◆ **THE PROBLEM**
Return a copy of every line in the records that includes the word "period".

++++++++++

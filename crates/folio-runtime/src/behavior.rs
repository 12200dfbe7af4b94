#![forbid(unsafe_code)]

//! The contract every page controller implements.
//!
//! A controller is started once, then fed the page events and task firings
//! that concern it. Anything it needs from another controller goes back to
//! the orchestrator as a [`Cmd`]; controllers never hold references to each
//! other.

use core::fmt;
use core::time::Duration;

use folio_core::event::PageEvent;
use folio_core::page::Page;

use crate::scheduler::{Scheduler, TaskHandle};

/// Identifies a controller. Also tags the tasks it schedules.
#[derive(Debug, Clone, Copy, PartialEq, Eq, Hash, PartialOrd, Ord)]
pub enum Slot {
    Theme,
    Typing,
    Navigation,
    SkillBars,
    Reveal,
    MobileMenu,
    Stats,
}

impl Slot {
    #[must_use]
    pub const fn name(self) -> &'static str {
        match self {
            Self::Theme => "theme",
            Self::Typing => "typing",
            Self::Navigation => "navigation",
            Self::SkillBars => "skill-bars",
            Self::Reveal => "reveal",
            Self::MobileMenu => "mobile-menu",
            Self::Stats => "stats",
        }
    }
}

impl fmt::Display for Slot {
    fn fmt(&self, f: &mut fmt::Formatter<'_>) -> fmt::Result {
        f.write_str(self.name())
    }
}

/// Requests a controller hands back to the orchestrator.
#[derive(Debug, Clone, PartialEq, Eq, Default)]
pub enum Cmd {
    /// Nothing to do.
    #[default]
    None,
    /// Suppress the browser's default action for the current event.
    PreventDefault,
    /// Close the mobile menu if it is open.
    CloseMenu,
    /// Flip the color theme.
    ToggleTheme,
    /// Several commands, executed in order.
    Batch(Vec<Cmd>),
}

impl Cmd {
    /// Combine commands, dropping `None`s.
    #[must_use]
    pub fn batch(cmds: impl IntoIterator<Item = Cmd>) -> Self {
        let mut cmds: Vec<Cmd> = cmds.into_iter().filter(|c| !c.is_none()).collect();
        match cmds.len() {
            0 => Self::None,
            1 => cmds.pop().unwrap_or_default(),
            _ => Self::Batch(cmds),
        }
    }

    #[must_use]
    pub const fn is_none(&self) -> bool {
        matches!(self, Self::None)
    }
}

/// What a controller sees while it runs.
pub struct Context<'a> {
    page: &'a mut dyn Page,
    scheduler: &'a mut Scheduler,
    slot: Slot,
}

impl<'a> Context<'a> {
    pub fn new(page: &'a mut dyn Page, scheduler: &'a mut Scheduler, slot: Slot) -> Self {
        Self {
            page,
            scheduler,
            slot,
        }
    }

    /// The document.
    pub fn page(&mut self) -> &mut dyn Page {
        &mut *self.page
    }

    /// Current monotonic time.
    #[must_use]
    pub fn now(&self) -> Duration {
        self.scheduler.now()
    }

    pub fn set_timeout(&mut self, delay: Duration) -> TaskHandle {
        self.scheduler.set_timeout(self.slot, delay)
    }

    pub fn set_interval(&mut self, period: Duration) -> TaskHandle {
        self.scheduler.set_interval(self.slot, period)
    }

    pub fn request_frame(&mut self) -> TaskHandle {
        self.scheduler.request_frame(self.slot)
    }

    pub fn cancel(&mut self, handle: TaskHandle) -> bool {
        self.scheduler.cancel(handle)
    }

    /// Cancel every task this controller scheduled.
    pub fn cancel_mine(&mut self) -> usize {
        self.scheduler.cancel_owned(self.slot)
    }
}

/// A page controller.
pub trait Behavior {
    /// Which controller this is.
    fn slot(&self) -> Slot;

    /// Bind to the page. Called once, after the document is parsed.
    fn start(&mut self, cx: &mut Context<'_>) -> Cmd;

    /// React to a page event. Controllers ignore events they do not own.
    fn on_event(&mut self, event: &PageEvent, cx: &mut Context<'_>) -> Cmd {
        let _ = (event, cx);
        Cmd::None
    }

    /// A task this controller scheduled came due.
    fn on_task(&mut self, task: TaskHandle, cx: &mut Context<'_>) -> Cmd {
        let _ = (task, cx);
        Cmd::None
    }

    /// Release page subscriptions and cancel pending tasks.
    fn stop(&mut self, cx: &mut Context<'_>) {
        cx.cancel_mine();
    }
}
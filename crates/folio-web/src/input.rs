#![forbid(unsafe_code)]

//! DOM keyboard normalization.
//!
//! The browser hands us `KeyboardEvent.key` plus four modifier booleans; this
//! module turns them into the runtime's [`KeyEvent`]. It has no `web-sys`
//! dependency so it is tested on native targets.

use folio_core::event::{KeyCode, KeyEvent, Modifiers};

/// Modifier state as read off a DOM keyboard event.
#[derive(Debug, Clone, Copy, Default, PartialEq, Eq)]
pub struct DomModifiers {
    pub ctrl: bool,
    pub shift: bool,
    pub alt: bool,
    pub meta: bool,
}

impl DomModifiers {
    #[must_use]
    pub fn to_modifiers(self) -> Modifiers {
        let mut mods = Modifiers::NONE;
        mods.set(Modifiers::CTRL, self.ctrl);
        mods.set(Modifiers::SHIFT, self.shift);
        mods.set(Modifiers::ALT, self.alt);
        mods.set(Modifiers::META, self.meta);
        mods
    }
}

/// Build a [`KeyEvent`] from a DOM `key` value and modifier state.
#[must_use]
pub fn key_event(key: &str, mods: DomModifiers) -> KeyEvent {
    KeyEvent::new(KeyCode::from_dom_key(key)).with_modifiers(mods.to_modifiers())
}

++++++++++

◆ **RESPONSE AREA**
    pub fn set_interval(&mut self, period: Duration) -> TaskHandle {
        self.scheduler.set_interval(self.slot, period)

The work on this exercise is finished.